Nematode Mitochondrial Genomes
Nematode mitogenomes are similar to those of other animals in many respects, but have a few unusual features including high variation in conservation of gene order across major branches and the occasional presence of multiple chromosomes. The nematode mitogenome is usually a single, circular molecule (exceptions discussed below) ranging in size from 12 to 22 kb and containing 36 (sometimes 37) genes: 12 (or 13) protein-coding genes (cox1-cox3, cytb, nad1-nad6, nad4L, atp6, and rarely atp8), 2 ribosomal RNA (lrRNA and srRNA), and 22 tRNA genes. The atp8 gene, which is found in most other metazoan mitogenomes (except the parasitic platyhelminth clade Neodermata; Egger et al., 2017), is usually absent in nematode mitogenomes, although it does appear in Trichinella spp. and Trichuris spp. (Lavrov and Brown, 2001; Liu et al., 2012a, b, 2013; Mohandas et al., 2014; Hawash et al., 2015). Nematode mitochondrial genes can be coded on one strand (which is the case for all chromadorean nematodes except for some Plectus species; Kim et al., 2017) or both strands (a general feature of enoplean nematodes) (Hyman et al., 2011). Nematode mitogenomes usually show a strong nucleotide compositional bias toward A and T, which together account for between 63.7% [Longidorus vineacola (Kim et al., 2014; Palomares-Rius et al., 2017)] and 85.4% of total nucleotides in the genome [Radopholus similis (Jacob et al., 2009)]. This compositional bias in nematodes is due to a high propensity for using T-rich codons (having more than two Ts in a triplet) and unequal usage of synonymous codons with a bias against C-rich codons in the third codon position in protein-coding genes (Park et al., 2011; Palomares-Rius et al., 2017). Nucleotide compositional bias (negative AT skew and positive GC skew; Kim et al., 2014) and variable gene order (substantial gene rearrangement, particularly in enoplean species) should be taken into account when designing studies and selecting analytical methods for nematode mitogenomes.

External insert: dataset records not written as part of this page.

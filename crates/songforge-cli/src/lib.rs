//! SongForge CLI library.
//!
//! Configuration loading, staged progress and the command implementations
//! behind the `songforge` binary.

pub mod commands;
pub mod config;
pub mod progress;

One of the major strengths of the mitogenome as a phylogenetic marker comes from the fact that its 36 genes have different substitution rates (Saccone et al., 1999), some with high rates that trace relatively recent splits, and some with slow rates that are useful for elucidating deeper relationships. In essence, the mitogenome can provide resolution for an enormously broad range of phylogenetic depths, from shallow divergence times between populations of a single species to deep divergence within an entire phylum. For instance, on the shallow end of the scale, mitogenomes have permitted the estimation of a divergence time of 47,000 generations between West African and Papua New Guinean populations of Wuchereria bancrofti (a filarial nematode that constitutes a serious human parasite; Ramesh et al., 2012). Across another short timeframe, mtDNA genes have been used to compare population divergence of Ascaris roundworms (a common human parasite) within individual hosts and among households (Anderson et al., 1995). On the deep end of the scale, mitogenomes have contributed to resolving relationships among major clades within various metazoan phyla (Park et al., 2007 [Platyhelminthes]; Min and Park, 2009 [Rotifera]), and a mitochondrial phylogeny has even been attempted for Metazoa as a whole (Bernt et al., 2013). Mitogenomes often prove useful for elucidating formerly intractable phylogenies, clarifying the relationships within phylogenetically difficult groups where rapid radiations made other markers ineffective (Yu et al., 2007; Miya and Nishida, 2014). Other advantages of the mitogenome include its size, which is large enough to contain a lot of informative characters yet small enough to be analyzed on an ordinary desktop computer; its haploidy and maternal inheritance (with the exception of the doubly uniparental inheritance in some bivalve species; see Breton et al., 2007), which give it a short coalescence time (Moore, 1995); its low rate of recombination (but see Piganeau et al., 2004 and Tsaousis et al., 2005); and the unambiguous orthology of its encoded genes (Wolstenholme, 1992; Nadler and De Len, 2011). In addition to sequence information, mitogenome gene order (which we will discuss in more detail later) is also sometimes useful in phylogenetics as corroborative evidence (Boore, 1999).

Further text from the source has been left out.